Instructions for the task: The lines from the top of the records below through the one containing "for a single frame." are to be transcribed exactly, and nothing else is to be added.

Data excerpts

▬▬▬▬▬▬

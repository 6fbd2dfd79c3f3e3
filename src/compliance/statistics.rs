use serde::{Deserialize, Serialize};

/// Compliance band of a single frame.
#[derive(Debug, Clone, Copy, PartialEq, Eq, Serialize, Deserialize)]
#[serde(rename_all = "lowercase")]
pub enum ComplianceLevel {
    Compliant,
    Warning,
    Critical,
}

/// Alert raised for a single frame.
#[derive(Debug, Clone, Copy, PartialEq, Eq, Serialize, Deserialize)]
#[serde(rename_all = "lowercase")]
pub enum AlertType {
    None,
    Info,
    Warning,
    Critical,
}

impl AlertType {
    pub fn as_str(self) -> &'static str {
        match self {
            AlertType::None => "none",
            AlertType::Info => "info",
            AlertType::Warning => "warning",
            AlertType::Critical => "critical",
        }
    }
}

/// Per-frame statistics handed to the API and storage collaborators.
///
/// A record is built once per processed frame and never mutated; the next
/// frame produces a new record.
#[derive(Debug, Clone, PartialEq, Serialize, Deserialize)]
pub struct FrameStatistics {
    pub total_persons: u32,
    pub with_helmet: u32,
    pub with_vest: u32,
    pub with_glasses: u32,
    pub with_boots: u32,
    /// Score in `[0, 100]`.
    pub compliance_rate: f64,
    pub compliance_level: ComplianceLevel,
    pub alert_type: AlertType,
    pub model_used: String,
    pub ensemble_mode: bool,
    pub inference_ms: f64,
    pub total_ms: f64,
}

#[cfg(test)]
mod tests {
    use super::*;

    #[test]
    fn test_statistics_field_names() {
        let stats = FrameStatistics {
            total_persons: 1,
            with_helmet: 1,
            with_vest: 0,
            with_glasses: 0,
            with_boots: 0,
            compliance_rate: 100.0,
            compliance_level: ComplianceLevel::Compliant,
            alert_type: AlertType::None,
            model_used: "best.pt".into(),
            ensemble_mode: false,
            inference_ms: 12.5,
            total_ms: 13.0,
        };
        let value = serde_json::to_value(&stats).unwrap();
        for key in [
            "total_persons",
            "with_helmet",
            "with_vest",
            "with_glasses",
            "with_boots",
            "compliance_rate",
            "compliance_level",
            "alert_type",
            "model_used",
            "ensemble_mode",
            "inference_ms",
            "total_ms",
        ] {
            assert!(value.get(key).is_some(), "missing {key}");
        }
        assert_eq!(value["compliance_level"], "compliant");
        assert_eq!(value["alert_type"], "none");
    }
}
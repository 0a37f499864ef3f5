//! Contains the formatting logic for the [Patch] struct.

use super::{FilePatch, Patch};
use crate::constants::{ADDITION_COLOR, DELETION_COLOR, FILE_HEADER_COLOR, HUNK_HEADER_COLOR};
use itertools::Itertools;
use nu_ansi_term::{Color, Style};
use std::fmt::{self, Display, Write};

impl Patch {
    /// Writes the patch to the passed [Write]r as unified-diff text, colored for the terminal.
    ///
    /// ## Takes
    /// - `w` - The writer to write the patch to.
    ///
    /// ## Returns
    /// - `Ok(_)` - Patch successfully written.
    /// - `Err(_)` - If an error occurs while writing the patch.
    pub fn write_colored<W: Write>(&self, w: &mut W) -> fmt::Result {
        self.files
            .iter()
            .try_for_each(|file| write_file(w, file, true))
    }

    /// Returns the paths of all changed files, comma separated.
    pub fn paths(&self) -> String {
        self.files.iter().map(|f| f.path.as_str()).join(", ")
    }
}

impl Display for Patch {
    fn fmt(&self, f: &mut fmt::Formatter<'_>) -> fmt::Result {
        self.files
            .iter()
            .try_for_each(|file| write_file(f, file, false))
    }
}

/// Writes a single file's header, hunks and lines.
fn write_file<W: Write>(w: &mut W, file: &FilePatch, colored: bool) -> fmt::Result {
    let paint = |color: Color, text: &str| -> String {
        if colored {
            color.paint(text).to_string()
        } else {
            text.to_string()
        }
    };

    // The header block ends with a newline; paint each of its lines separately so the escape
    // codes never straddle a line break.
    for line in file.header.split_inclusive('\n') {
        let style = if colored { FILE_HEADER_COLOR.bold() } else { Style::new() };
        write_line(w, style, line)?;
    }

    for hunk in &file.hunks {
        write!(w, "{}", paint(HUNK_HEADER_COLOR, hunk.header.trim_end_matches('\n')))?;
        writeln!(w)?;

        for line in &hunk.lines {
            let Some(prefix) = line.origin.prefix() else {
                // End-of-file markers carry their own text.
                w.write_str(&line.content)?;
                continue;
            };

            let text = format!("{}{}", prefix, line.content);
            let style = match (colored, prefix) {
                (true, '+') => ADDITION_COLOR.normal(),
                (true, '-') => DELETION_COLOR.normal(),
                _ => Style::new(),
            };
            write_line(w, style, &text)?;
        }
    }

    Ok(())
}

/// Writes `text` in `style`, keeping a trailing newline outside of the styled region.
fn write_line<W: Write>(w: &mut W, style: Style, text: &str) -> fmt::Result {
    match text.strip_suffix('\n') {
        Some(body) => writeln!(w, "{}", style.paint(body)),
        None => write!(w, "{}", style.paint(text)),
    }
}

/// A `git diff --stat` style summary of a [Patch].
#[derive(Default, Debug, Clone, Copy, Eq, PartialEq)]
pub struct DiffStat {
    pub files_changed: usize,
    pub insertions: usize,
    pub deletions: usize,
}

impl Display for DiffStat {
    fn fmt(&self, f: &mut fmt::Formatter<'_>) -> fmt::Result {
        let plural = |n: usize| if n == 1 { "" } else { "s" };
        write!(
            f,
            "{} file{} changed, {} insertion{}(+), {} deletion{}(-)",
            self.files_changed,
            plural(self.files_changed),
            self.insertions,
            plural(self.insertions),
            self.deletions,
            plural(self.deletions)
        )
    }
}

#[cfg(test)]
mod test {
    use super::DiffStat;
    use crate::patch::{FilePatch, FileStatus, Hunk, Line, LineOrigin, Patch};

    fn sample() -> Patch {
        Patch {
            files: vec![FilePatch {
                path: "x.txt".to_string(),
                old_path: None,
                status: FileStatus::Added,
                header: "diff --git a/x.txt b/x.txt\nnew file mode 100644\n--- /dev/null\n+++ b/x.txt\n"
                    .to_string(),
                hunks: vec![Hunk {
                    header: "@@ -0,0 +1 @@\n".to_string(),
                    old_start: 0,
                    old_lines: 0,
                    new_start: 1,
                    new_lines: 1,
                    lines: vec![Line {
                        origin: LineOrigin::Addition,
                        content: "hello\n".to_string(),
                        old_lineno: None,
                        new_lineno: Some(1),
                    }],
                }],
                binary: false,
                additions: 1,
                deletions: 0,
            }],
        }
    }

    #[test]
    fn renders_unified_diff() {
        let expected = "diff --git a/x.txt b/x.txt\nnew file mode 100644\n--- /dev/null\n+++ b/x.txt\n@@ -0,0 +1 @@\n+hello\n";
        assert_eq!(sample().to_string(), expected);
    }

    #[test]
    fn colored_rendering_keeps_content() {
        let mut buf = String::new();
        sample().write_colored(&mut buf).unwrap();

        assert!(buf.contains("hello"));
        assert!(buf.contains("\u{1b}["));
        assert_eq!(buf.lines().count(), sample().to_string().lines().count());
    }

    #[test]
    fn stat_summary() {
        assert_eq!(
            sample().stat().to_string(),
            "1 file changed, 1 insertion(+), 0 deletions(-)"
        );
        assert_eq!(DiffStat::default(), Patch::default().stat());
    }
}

▬▬▬▬▬▬

Exercise answer:
repository 6fbd2dfd79c3f3e3
filename src/compliance/statistics.rs
use serde::{Deserialize, Serialize};

/// Compliance band of a single frame.
#[derive(Debug, Clone, Copy, PartialEq, Eq, Serialize, Deserialize)]
#[serde(rename_all = "lowercase")]
pub enum ComplianceLevel {
    Compliant,
    Warning,
    Critical,
}

/// Alert raised for a single frame.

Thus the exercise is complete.